Did I mention that everyone smokes anywhere they want? It might be in the bus, or cab while carrying passengers. No one cared as long as they had a smoke. At the main COP27 conference centre, people would just pull out a cigarette, not caring if the smoke would affect others in any way. I wish they had a designated smoking zone, maybe we wouldn't have had this problem.

Talking about buses, the first week was a nightmare. It was hard to catch a bus as there were so many people and everyone will be in a rush to get to their respective hotels and rest. However, the buses not only ferried delegates but anyone who lived along the COP27 route, the main conference centre, or the hotels. I would honestly admit that taking the many shuttle buses was a real adventure, until you get off at the wrong stop. Then, it gets really interesting as just communicating with the locals was a struggle due to the fact that many didn't speak English.

It was shocking not to see that no women worked in Sharm. Even at the IL Mercato Hotel & Spa, where I was staying, the hotel staff was all male. But again, this is an Arabic country. They have different laws from other countries. So never mind! But it got me thinking, was Egypt the right country to host COP27?

One thing, I liked about Sharm is that it is a relatively safe city to tour and live in. We could walk in the middle of the night and have no problems whatsoever. The police will patrol the streets. And the city is packed with spaces brimming with culture and expression due to it representing so many nationalities. For example, we could eat at a Syrian restaurant, and buy souvenirs or jewellery at an Egyptian shop. This rich cultural integration gives visitors a homey feeling in a foreign country. With a community like Sharm, tourism is undoubtedly a key selling point.

However, I really disliked shop sellers who were constantly pushing for sales. A "no, thank you" will be clearly ignored.

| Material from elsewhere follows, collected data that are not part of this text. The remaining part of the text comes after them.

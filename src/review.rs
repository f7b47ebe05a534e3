use anyhow::{bail, Result};
use std::sync::Arc;
use tracing::{debug, warn};

use crate::platform::{PlaybackState, PlaybackSurface};
use crate::recording::OutputArtifact;

/// Review controls over the platform's playback surface
///
/// Keeps no playback state of its own beyond whether something is loaded;
/// everything else is read back from the surface.
pub struct ReviewPlayback {
    surface: Arc<dyn PlaybackSurface>,
    loaded: bool,
}

impl ReviewPlayback {
    pub fn new(surface: Arc<dyn PlaybackSurface>) -> Self {
        Self { surface, loaded: false }
    }

    pub fn is_loaded(&self) -> bool {
        self.loaded
    }

    /// Show `artifact`, paused at the start
    pub fn load(&mut self, artifact: &OutputArtifact) {
        self.surface.load(artifact);
        self.surface.pause();
        self.surface.seek(0.0);
        self.loaded = true;
        debug!("Review loaded artifact {} ({} bytes)", artifact.id, artifact.size());
    }

    pub fn unload(&mut self) {
        if self.loaded {
            self.surface.pause();
            self.surface.unload();
            self.loaded = false;
        }
    }

    pub async fn toggle_play(&self) -> Result<()> {
        if !self.loaded {
            bail!("nothing to play");
        }
        if self.surface.state().is_playing {
            self.surface.pause();
        } else {
            self.surface.play().await?;
        }
        Ok(())
    }

    /// Seek to `seconds`, clamped to the media duration
    pub fn seek_to(&self, seconds: f64) {
        if !self.loaded || !seconds.is_finite() {
            return;
        }
        let duration = self.surface.state().duration;
        self.surface.seek(seconds.clamp(0.0, duration.max(0.0)));
    }

    /// Seek to a fraction (0..=1) of the duration, e.g. from a progress-bar click
    pub fn seek_fraction(&self, fraction: f64) {
        if !fraction.is_finite() {
            return;
        }
        let duration = self.surface.state().duration;
        self.seek_to(fraction.clamp(0.0, 1.0) * duration);
    }

    pub fn set_playback_rate(&self, rate: f64) -> Result<()> {
        if !rate.is_finite() || rate <= 0.0 {
            bail!("invalid playback rate: {}", rate);
        }
        self.surface.set_playback_rate(rate);
        Ok(())
    }

    /// Returns the new fullscreen flag
    pub fn toggle_fullscreen(&self) -> bool {
        if let Err(e) = self.surface.toggle_fullscreen() {
            warn!("Error attempting to toggle full-screen mode: {}", e);
        }
        self.surface.is_fullscreen()
    }

    pub fn is_fullscreen(&self) -> bool {
        self.surface.is_fullscreen()
    }

    pub fn state(&self) -> PlaybackState {
        if !self.loaded {
            return PlaybackState::default();
        }
        self.surface.state()
    }

    /// Read the surface state; playback that reached the end is rewound
    pub fn poll(&self) -> PlaybackState {
        let state = self.state();
        if !state.ended {
            return state;
        }

        debug!("Review playback ended, rewinding");
        self.surface.pause();
        self.surface.seek(0.0);
        self.surface.state()
    }

    /// `current_time / duration`, 0 while the duration is unknown
    pub fn progress(&self) -> f64 {
        progress_of(&self.state())
    }
}

pub fn progress_of(state: &PlaybackState) -> f64 {
    if state.duration > 0.0 {
        (state.current_time / state.duration).clamp(0.0, 1.0)
    } else {
        0.0
    }
}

After attending events at the conference, we would walk around, looking for places to chill, relax and replay the day's events. Most of us would end up in the beautifully-lit neighborhood of Naama Bay. The restaurants and bars would play loud music. Naama Bay's nightlife was really entrancing, we saw traditional dance performances, as well as the streets filled with friendly people, especially those trying to get you in their bars or restaurants. Vehicles are prohibited in and around shopping areas, restaurants, and streets in Naama Bay. It made walking really fun without the sounds of crazy drivers honking their horns.

We also visited some famous places like the Old Market where we saw beautiful monumental mosques and Old Egypt mountain.

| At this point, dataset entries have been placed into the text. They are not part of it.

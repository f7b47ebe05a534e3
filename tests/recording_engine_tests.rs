// Integration tests for the chunked recording engine
//
// A simulated recorder emits fixed-size slices on the tokio clock; the clock
// is paused so the duration cap, flush sequence and finalization ceiling can
// be checked to the millisecond.

use anyhow::{bail, Result};
use bytes::Bytes;
use std::sync::Arc;
use std::time::Duration;
use tokio::sync::mpsc::UnboundedReceiver;
use tokio::time::{sleep, timeout, Instant};
use video_recorder::config::{EngineConfig, FinalizeConfig};
use video_recorder::platform::simulated::{
    RecorderBehavior, SimulatedHandle, SimulatedRecorderApi, DESKTOP_USER_AGENT,
};
use video_recorder::platform::probe::APPLE_MIME_CANDIDATES;
use video_recorder::platform::{select_mime_profile, CaptureHandle, DeviceCapabilities};
use video_recorder::recording::{
    EngineEvent, EngineEventKind, EngineSettings, OutputArtifact, RecordingEngine, RecordingError,
};

const IPHONE_UA: &str = "Mozilla/5.0 (iPhone; CPU iPhone OS 17_0 like Mac OS X) AppleWebKit/605.1.15 (KHTML, like Gecko) Version/17.0 Mobile/15E148 Safari/604.1";
const SAFARI_MAC_UA: &str = "Mozilla/5.0 (Macintosh; Intel Mac OS X 10_15_7) AppleWebKit/605.1.15 (KHTML, like Gecko) Version/17.0 Safari/605.1.15";

fn settings(max_duration_seconds: u32) -> EngineSettings {
    EngineSettings {
        max_duration_seconds,
        engine: EngineConfig::default(),
        finalize: FinalizeConfig::default(),
    }
}

fn engine_for(
    api: &Arc<SimulatedRecorderApi>,
    user_agent: &str,
    settings: EngineSettings,
) -> (RecordingEngine, UnboundedReceiver<EngineEvent>) {
    let capabilities = DeviceCapabilities::detect(user_agent, 0, api.as_ref());
    let mime = select_mime_profile(&capabilities, api.as_ref());
    RecordingEngine::new(api.clone(), capabilities, mime, settings)
}

fn live_stream() -> Arc<dyn CaptureHandle> {
    Arc::new(SimulatedHandle::new("test-stream"))
}

/// Collect events until the attempt is finalized or fails
async fn run_to_end(rx: &mut UnboundedReceiver<EngineEvent>) -> Result<Vec<(Instant, EngineEventKind)>> {
    let mut seen = Vec::new();
    loop {
        let Some(event) = timeout(Duration::from_secs(600), rx.recv()).await? else {
            bail!("engine event channel closed");
        };
        let done = matches!(event.kind, EngineEventKind::Finalized(_) | EngineEventKind::Failed(_));
        seen.push((Instant::now(), event.kind));
        if done {
            return Ok(seen);
        }
    }
}

fn finalized(events: &[(Instant, EngineEventKind)]) -> Result<OutputArtifact, RecordingError> {
    match events.last() {
        Some((_, EngineEventKind::Finalized(result))) => result.clone(),
        other => panic!("attempt did not finalize: {:?}", other),
    }
}

fn when(events: &[(Instant, EngineEventKind)], pred: impl Fn(&EngineEventKind) -> bool) -> Instant {
    events
        .iter()
        .find(|(_, kind)| pred(kind))
        .map(|(at, _)| *at)
        .expect("event not seen")
}

#[tokio::test(start_paused = true)]
async fn test_duration_cap_scenario() -> Result<()> {
    let api = Arc::new(SimulatedRecorderApi::new());
    let (mut engine, mut rx) = engine_for(&api, DESKTOP_USER_AGENT, settings(3));

    let started = Instant::now();
    engine.start_recording(&live_stream())?;
    let events = run_to_end(&mut rx).await?;

    let artifact = finalized(&events)?;
    assert!(artifact.size() >= 30_000, "got {} bytes", artifact.size());
    assert_eq!(artifact.content_type, "video/webm");

    // Cap fired at t=3s, never past it
    let cap_at = when(&events, |k| matches!(k, EngineEventKind::CapReached));
    assert_eq!(cap_at - started, Duration::from_secs(3));
    let max_tick = events
        .iter()
        .filter_map(|(_, k)| match k {
            EngineEventKind::Tick { elapsed } => Some(*elapsed),
            _ => None,
        })
        .max();
    assert_eq!(max_tick, Some(3));

    let recorder = &api.recorders()[0];
    assert_eq!(recorder.flush_requests(), 2, "flush, then second-chance flush");
    assert_eq!(recorder.stop_calls(), 1);

    Ok(())
}

#[tokio::test(start_paused = true)]
async fn test_artifact_is_every_delivered_chunk_in_order() -> Result<()> {
    let api = Arc::new(SimulatedRecorderApi::new().with_behavior(RecorderBehavior {
        chunk_size: 700,
        flush_size: 120,
        final_chunk_size: 333,
        late_chunks: 4,
        late_interval: Duration::from_millis(90),
        ..RecorderBehavior::default()
    }));
    let (mut engine, mut rx) = engine_for(&api, DESKTOP_USER_AGENT, settings(2));

    engine.start_recording(&live_stream())?;
    let artifact = finalized(&run_to_end(&mut rx).await?)?;

    let delivered = api.recorders()[0].delivered();
    let expected: Vec<u8> = delivered.iter().flat_map(|c| c.iter().copied()).collect();

    assert_eq!(artifact.chunk_count, delivered.len());
    assert_eq!(artifact.data, Bytes::from(expected));
    assert_eq!(artifact.size(), api.recorders()[0].delivered_bytes());

    Ok(())
}

#[tokio::test(start_paused = true)]
async fn test_slow_trailing_chunk_is_kept() -> Result<()> {
    let api = Arc::new(SimulatedRecorderApi::new().with_behavior(RecorderBehavior {
        late_chunks: 1,
        late_interval: Duration::from_millis(1_120),
        ..RecorderBehavior::default()
    }));
    let (mut engine, mut rx) = engine_for(&api, DESKTOP_USER_AGENT, settings(1));

    engine.start_recording(&live_stream())?;
    let events = run_to_end(&mut rx).await?;
    let artifact = finalized(&events)?;

    assert_eq!(artifact.size(), api.recorders()[0].delivered_bytes(), "trailing chunk must be included");

    // Baseline resets at the first poll after the chunk, then 20 quiet polls
    let finalizing_at = when(&events, |k| matches!(k, EngineEventKind::Finalizing));
    let (done_at, _) = events.last().expect("final event");
    assert_eq!(*done_at - finalizing_at, Duration::from_millis(1_150 + 1_000));

    Ok(())
}

#[tokio::test(start_paused = true)]
async fn test_quiet_recorder_finalizes_after_min_wait_and_stable_run() -> Result<()> {
    let api = Arc::new(SimulatedRecorderApi::new());
    let (mut engine, mut rx) = engine_for(&api, DESKTOP_USER_AGENT, settings(1));

    engine.start_recording(&live_stream())?;
    let events = run_to_end(&mut rx).await?;
    finalized(&events)?;

    // 500ms minimum wait + 20 polls of 50ms
    let finalizing_at = when(&events, |k| matches!(k, EngineEventKind::Finalizing));
    let (done_at, _) = events.last().expect("final event");
    assert_eq!(*done_at - finalizing_at, Duration::from_millis(1_500));

    Ok(())
}

#[tokio::test(start_paused = true)]
async fn test_ios_uses_longer_timeslice() -> Result<()> {
    let api = Arc::new(SimulatedRecorderApi::new());
    let (mut engine, mut rx) = engine_for(&api, IPHONE_UA, settings(2));

    engine.start_recording(&live_stream())?;
    finalized(&run_to_end(&mut rx).await?)?;

    let recorder = &api.recorders()[0];
    assert_eq!(recorder.timeslice(), Some(Duration::from_millis(200)));

    // About five slices per second over a two second take
    let slices = recorder.delivered().iter().filter(|c| c.len() == 1000).count();
    assert!((10..=12).contains(&slices), "got {} slices", slices);

    Ok(())
}

#[tokio::test(start_paused = true)]
async fn test_desktop_uses_default_timeslice() -> Result<()> {
    let api = Arc::new(SimulatedRecorderApi::new());
    let (mut engine, mut rx) = engine_for(&api, DESKTOP_USER_AGENT, settings(1));

    engine.start_recording(&live_stream())?;
    finalized(&run_to_end(&mut rx).await?)?;

    assert_eq!(api.recorders()[0].timeslice(), Some(Duration::from_millis(100)));
    Ok(())
}

#[tokio::test(start_paused = true)]
async fn test_at_most_one_engine_instance() -> Result<()> {
    let api = Arc::new(SimulatedRecorderApi::new());
    let (mut engine, mut rx) = engine_for(&api, DESKTOP_USER_AGENT, settings(2));
    let stream = live_stream();

    engine.start_recording(&stream)?;
    for _ in 0..3 {
        assert_eq!(engine.start_recording(&stream), Err(RecordingError::AlreadyRecording));
    }
    assert_eq!(api.created(), 1);

    run_to_end(&mut rx).await?;

    // Once finalized, a new attempt is allowed
    sleep(Duration::from_millis(1)).await;
    assert!(!engine.is_recording());
    engine.start_recording(&stream)?;
    assert_eq!(api.created(), 2);
    assert_eq!(api.max_concurrent(), 1);

    Ok(())
}

#[tokio::test(start_paused = true)]
async fn test_manual_stop_runs_once() -> Result<()> {
    let api = Arc::new(SimulatedRecorderApi::new());
    let (mut engine, mut rx) = engine_for(&api, DESKTOP_USER_AGENT, settings(180));

    engine.start_recording(&live_stream())?;
    sleep(Duration::from_millis(1_500)).await;

    assert!(engine.stop_recording());
    assert!(!engine.stop_recording(), "second stop is a no-op");

    let artifact = finalized(&run_to_end(&mut rx).await?)?;
    let recorder = &api.recorders()[0];
    assert_eq!(recorder.flush_requests(), 2);
    assert_eq!(recorder.stop_calls(), 1);
    assert_eq!(artifact.size(), recorder.delivered_bytes());

    Ok(())
}

#[tokio::test(start_paused = true)]
async fn test_manual_stop_after_cap_is_noop() -> Result<()> {
    let api = Arc::new(SimulatedRecorderApi::new());
    let (mut engine, mut rx) = engine_for(&api, DESKTOP_USER_AGENT, settings(1));

    engine.start_recording(&live_stream())?;

    loop {
        let event = rx.recv().await.expect("engine events");
        if matches!(event.kind, EngineEventKind::CapReached) {
            break;
        }
    }

    assert!(!engine.stop_recording());
    run_to_end(&mut rx).await?;
    assert!(!engine.stop_recording());

    let recorder = &api.recorders()[0];
    assert_eq!(recorder.flush_requests(), 2);
    assert_eq!(recorder.stop_calls(), 1);

    Ok(())
}

#[tokio::test(start_paused = true)]
async fn test_unstable_delivery_hits_ceiling() -> Result<()> {
    let api = Arc::new(SimulatedRecorderApi::new().with_behavior(RecorderBehavior {
        late_chunks: 1_000,
        late_interval: Duration::from_millis(40),
        ..RecorderBehavior::default()
    }));
    let (mut engine, mut rx) = engine_for(&api, DESKTOP_USER_AGENT, settings(1));

    engine.start_recording(&live_stream())?;
    let events = run_to_end(&mut rx).await?;

    let finalizing_at = when(&events, |k| matches!(k, EngineEventKind::Finalizing));
    let (done_at, _) = events.last().expect("final event");
    let waited = *done_at - finalizing_at;
    assert!(waited >= Duration::from_secs(5), "waited {:?}", waited);
    assert!(waited < Duration::from_millis(5_100), "waited {:?}", waited);

    let artifact = finalized(&events)?;
    assert!(artifact.size() > 0);

    Ok(())
}

#[tokio::test(start_paused = true)]
async fn test_no_chunks_is_empty_recording() -> Result<()> {
    let api = Arc::new(SimulatedRecorderApi::new().with_behavior(RecorderBehavior {
        silent: true,
        ..RecorderBehavior::default()
    }));
    let (mut engine, mut rx) = engine_for(&api, DESKTOP_USER_AGENT, settings(180));

    engine.start_recording(&live_stream())?;
    sleep(Duration::from_secs(1)).await;
    engine.stop_recording();

    let events = run_to_end(&mut rx).await?;
    assert_eq!(finalized(&events), Err(RecordingError::EmptyRecording));

    let finalizing_at = when(&events, |k| matches!(k, EngineEventKind::Finalizing));
    let (done_at, _) = events.last().expect("final event");
    assert!(*done_at - finalizing_at >= Duration::from_secs(5));

    Ok(())
}

#[tokio::test(start_paused = true)]
async fn test_zero_byte_chunks_are_rejected() -> Result<()> {
    let api = Arc::new(SimulatedRecorderApi::new().with_behavior(RecorderBehavior {
        chunk_size: 0,
        flush_size: 0,
        final_chunk_size: 0,
        ..RecorderBehavior::default()
    }));
    let (mut engine, mut rx) = engine_for(&api, DESKTOP_USER_AGENT, settings(1));

    engine.start_recording(&live_stream())?;
    let events = run_to_end(&mut rx).await?;

    assert_eq!(finalized(&events), Err(RecordingError::ZeroBytes));
    Ok(())
}

#[tokio::test(start_paused = true)]
async fn test_runtime_error_abandons_attempt() -> Result<()> {
    let api = Arc::new(SimulatedRecorderApi::new().with_behavior(RecorderBehavior {
        fail_after: Some(Duration::from_millis(1_500)),
        ..RecorderBehavior::default()
    }));
    let (mut engine, mut rx) = engine_for(&api, DESKTOP_USER_AGENT, settings(180));

    engine.start_recording(&live_stream())?;
    let events = run_to_end(&mut rx).await?;

    assert!(matches!(events.last(), Some((_, EngineEventKind::Failed(_)))));
    assert!(!events.iter().any(|(_, k)| matches!(k, EngineEventKind::Finalizing)));

    sleep(Duration::from_millis(1)).await;
    assert!(!engine.is_recording());
    assert_eq!(api.recorders()[0].stop_calls(), 1);
    assert_eq!(api.active(), 0);

    Ok(())
}

#[tokio::test(start_paused = true)]
async fn test_cancel_then_fresh_attempt_has_only_new_data() -> Result<()> {
    let api = Arc::new(SimulatedRecorderApi::new());
    let (mut engine, mut rx) = engine_for(&api, DESKTOP_USER_AGENT, settings(1));
    let stream = live_stream();

    let first = engine.start_recording(&stream)?;
    sleep(Duration::from_millis(600)).await;
    engine.cancel();
    assert!(!engine.is_recording());
    assert_eq!(api.active(), 0);

    let second = engine.start_recording(&stream)?;
    assert_ne!(first, second);

    let artifact = loop {
        let event = rx.recv().await.expect("engine events");
        if event.attempt != second {
            continue;
        }
        if let EngineEventKind::Finalized(result) = event.kind {
            break result?;
        }
    };

    let fill = api.recorders()[1].fill_byte();
    assert_ne!(fill, api.recorders()[0].fill_byte());
    assert!(artifact.data.iter().all(|b| *b == fill));

    Ok(())
}

#[tokio::test]
async fn test_refuses_without_recorder_or_stream() -> Result<()> {
    let unsupported = Arc::new(SimulatedRecorderApi::unsupported());
    let (mut engine, _rx) = engine_for(&unsupported, DESKTOP_USER_AGENT, settings(5));
    assert_eq!(engine.start_recording(&live_stream()), Err(RecordingError::Unsupported));

    let api = Arc::new(SimulatedRecorderApi::new());
    let (mut engine, _rx) = engine_for(&api, DESKTOP_USER_AGENT, settings(5));
    let dead = live_stream();
    dead.stop_tracks();
    assert_eq!(engine.start_recording(&dead), Err(RecordingError::NoStream));
    assert_eq!(api.created(), 0);

    Ok(())
}

#[tokio::test(start_paused = true)]
async fn test_apple_profile_tags_mp4() -> Result<()> {
    let mut supported: Vec<&str> = APPLE_MIME_CANDIDATES[1..].to_vec();
    supported.push("video/webm");
    let api = Arc::new(SimulatedRecorderApi::new().with_mime_types(&supported));
    let (mut engine, mut rx) = engine_for(&api, SAFARI_MAC_UA, settings(1));

    assert_eq!(engine.mime().map(|m| m.as_str()), Some("video/mp4;codecs=avc1.4D001E"));

    engine.start_recording(&live_stream())?;
    let artifact = finalized(&run_to_end(&mut rx).await?)?;
    assert_eq!(artifact.content_type, "video/mp4");

    Ok(())
}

It was an honour to cover COP27 and I valued my experience for a number of reasons. I spent most of my time at official side events and pavilion events learning and gaining more insights from a cross-section of experts, policymakers, advocates, government officials, and business people. As a result, I gained a good understanding of climate change terminology.

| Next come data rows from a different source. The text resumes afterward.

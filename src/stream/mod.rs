//! Camera/microphone acquisition
//!
//! Requests a live capture handle with a progressive constraint ladder
//! (standard, low resolution, minimal), a bounded wait for the permission
//! prompt, and a single automatic retry on over-constrained failures.

pub mod acquirer;
pub mod constraints;
pub mod error;

pub use acquirer::StreamAcquirer;
pub use constraints::{AudioConstraints, ConstraintLevel, FacingMode, MediaConstraints, VideoConstraints};
pub use error::AcquisitionError;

I also had the privilege of being in the same space with people like the Director-General of the World Trade Organization (WTO), Nigeria's Ngozi Okonjo-Iweala, U.S. President Joe Biden, African Union Commissioner for Agriculture, Rural Development, Blue Economy, and Sustainable Environment, H.E. Ambassador Josefa Sacko, U.S. Special Envoy for Climate John Kerry, Zambian President Hakainde Hichilema and youth activist Ugandan Vanessa Nakate and many world leaders and other high-level government officials. I had the privilege to speak and interview Hastings Chikoko, the Regional Director for Africa at C40 Cities Climate Leadership Group as well as Nigerian activist Celestine Akpobari. With these opportunities, I look forward to getting more involved with the climate emergency community.

There were so many interesting and amazing people I met, so many connections I established, and so many relationships I forged. It was fun to share ideas with each other, and have interesting conversations - sometimes even over a glass of wine and dinner.

As much as it was fun and hard work, much still has to be done to address the climate crisis and if we don't act right now, it will be a disaster for everyone, especially the people of my continent, Africa.